┌─ Source information

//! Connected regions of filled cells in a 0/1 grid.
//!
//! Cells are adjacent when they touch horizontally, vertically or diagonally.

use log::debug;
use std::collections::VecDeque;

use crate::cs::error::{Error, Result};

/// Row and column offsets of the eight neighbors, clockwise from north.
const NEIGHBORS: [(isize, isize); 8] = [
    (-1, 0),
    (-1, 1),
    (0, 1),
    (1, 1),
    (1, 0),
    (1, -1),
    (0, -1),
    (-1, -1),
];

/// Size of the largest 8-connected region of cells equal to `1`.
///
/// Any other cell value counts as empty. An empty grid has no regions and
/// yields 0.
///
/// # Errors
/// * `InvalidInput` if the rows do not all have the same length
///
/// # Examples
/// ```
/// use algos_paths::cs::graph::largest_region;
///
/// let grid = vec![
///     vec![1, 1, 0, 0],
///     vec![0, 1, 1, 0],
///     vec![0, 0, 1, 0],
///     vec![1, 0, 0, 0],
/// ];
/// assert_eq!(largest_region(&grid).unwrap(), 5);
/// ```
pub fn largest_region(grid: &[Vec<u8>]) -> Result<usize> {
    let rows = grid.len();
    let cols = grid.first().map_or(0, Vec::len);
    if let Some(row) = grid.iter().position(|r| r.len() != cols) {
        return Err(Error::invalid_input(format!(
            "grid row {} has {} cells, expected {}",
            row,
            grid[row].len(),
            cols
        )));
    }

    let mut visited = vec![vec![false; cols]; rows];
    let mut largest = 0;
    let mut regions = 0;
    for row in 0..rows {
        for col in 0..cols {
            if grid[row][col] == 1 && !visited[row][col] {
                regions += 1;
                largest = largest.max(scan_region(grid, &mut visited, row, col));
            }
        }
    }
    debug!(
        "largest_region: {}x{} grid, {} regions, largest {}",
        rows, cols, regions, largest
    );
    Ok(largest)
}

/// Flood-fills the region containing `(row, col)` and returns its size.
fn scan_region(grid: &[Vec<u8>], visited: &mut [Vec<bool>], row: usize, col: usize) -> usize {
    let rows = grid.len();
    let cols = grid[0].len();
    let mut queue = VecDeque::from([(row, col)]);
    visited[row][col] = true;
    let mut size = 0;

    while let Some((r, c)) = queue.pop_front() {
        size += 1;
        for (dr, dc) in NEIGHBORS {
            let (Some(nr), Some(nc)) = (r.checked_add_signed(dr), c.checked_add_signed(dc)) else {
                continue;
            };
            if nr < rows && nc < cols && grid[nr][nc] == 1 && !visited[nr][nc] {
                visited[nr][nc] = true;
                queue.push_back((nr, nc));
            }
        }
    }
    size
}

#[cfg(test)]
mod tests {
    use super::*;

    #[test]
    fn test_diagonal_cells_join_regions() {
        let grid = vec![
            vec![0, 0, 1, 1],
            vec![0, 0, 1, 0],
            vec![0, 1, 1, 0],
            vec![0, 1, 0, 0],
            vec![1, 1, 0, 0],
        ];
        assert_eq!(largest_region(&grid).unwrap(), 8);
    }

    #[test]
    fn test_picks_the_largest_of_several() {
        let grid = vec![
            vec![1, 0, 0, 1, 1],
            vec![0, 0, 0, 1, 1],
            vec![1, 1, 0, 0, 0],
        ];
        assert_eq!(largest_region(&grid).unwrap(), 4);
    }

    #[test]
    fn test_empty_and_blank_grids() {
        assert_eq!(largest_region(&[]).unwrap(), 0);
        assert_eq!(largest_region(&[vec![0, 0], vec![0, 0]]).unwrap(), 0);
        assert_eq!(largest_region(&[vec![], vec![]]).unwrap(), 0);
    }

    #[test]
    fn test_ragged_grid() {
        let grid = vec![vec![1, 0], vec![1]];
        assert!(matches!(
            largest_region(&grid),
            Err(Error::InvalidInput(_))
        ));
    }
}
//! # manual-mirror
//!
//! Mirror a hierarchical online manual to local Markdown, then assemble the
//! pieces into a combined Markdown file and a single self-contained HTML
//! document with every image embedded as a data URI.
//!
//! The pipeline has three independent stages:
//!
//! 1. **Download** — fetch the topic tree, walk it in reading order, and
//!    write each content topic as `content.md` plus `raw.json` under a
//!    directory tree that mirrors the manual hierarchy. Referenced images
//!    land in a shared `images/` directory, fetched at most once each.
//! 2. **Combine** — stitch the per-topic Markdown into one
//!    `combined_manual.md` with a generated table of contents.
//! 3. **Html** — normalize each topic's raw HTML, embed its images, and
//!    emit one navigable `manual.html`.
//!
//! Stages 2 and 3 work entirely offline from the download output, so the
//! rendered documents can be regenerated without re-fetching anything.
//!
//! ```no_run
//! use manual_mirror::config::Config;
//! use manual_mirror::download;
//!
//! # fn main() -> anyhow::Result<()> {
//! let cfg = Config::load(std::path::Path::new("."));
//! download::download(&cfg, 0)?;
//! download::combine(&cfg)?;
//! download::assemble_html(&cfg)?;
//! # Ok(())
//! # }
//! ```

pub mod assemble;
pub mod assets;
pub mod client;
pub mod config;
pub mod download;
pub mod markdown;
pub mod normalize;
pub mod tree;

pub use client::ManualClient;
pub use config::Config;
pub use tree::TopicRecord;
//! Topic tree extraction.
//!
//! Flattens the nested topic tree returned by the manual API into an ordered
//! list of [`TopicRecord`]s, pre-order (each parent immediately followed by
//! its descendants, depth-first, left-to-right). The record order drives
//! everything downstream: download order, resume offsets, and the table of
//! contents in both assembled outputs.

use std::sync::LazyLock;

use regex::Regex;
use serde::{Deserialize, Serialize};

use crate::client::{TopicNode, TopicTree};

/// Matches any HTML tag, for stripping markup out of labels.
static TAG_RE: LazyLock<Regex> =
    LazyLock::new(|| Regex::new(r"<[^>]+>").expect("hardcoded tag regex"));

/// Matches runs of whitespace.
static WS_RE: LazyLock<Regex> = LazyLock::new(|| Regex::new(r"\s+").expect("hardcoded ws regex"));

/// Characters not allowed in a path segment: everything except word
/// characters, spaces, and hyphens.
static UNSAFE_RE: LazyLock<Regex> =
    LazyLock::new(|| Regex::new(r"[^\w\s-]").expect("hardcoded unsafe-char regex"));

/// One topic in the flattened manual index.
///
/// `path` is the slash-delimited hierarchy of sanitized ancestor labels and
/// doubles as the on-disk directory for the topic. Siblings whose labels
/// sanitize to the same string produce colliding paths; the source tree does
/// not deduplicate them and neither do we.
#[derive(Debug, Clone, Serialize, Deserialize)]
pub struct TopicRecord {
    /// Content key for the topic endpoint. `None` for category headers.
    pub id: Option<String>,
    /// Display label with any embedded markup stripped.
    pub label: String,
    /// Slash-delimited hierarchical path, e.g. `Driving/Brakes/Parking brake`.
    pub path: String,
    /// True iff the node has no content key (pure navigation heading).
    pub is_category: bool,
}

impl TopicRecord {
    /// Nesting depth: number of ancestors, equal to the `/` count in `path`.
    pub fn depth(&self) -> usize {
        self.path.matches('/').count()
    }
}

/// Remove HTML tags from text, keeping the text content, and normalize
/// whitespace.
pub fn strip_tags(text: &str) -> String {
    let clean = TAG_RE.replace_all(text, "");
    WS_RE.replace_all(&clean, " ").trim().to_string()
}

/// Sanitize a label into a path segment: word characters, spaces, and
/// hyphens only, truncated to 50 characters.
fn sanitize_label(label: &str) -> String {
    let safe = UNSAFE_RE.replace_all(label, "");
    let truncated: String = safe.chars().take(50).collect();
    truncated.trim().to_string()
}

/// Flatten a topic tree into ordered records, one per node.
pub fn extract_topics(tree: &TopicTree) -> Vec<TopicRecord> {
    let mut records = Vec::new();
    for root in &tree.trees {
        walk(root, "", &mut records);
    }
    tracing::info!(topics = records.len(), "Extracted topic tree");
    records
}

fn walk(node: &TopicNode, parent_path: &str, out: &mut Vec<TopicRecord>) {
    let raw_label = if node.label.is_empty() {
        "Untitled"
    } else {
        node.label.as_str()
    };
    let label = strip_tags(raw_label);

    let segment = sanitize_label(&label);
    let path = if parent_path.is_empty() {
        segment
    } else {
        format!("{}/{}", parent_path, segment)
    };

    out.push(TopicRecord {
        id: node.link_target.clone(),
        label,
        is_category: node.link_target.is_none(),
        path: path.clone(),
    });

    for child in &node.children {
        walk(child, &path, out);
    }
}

└─

Starting with the line that has "let path = if", print each remaining line of the listing exactly.

    let path = if parent_path.is_empty() {
        segment
    } else {
        format!("{}/{}", parent_path, segment)
    };

    out.push(TopicRecord {
        id: node.link_target.clone(),
        label,
        is_category: node.link_target.is_none(),
        path: path.clone(),
    });

    for child in &node.children {
        walk(child, &path, out);
    }
}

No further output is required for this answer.